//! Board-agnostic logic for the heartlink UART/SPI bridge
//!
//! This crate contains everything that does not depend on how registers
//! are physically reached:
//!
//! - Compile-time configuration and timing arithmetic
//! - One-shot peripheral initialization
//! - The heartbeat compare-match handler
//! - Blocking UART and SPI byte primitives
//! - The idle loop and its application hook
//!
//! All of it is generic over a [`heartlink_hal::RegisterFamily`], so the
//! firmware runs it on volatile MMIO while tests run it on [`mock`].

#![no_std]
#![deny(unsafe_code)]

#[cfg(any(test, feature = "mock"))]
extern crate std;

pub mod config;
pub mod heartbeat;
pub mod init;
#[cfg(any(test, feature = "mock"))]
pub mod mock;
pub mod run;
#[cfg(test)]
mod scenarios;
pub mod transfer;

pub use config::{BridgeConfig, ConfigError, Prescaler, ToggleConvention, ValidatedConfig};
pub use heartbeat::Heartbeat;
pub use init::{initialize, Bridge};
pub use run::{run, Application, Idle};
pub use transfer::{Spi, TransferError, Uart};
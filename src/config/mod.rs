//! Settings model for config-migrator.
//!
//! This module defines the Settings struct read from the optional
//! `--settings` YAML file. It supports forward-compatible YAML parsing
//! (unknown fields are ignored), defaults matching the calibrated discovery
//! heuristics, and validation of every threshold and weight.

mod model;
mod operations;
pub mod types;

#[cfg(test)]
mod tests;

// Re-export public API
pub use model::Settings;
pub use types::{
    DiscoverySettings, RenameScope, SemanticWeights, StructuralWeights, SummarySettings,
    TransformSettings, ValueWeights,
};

HOW TO COMPLETE THIS TASK =
From the records above, repeat exactly the lines from the one with "forward-compatible YAML parsing" through the one with "pub mod types;", both included.

RESPONSE AREA =
//! `--settings` YAML file. It supports forward-compatible YAML parsing
//! (unknown fields are ignored), defaults matching the calibrated discovery
//! heuristics, and validation of every threshold and weight.

mod model;
mod operations;
pub mod types;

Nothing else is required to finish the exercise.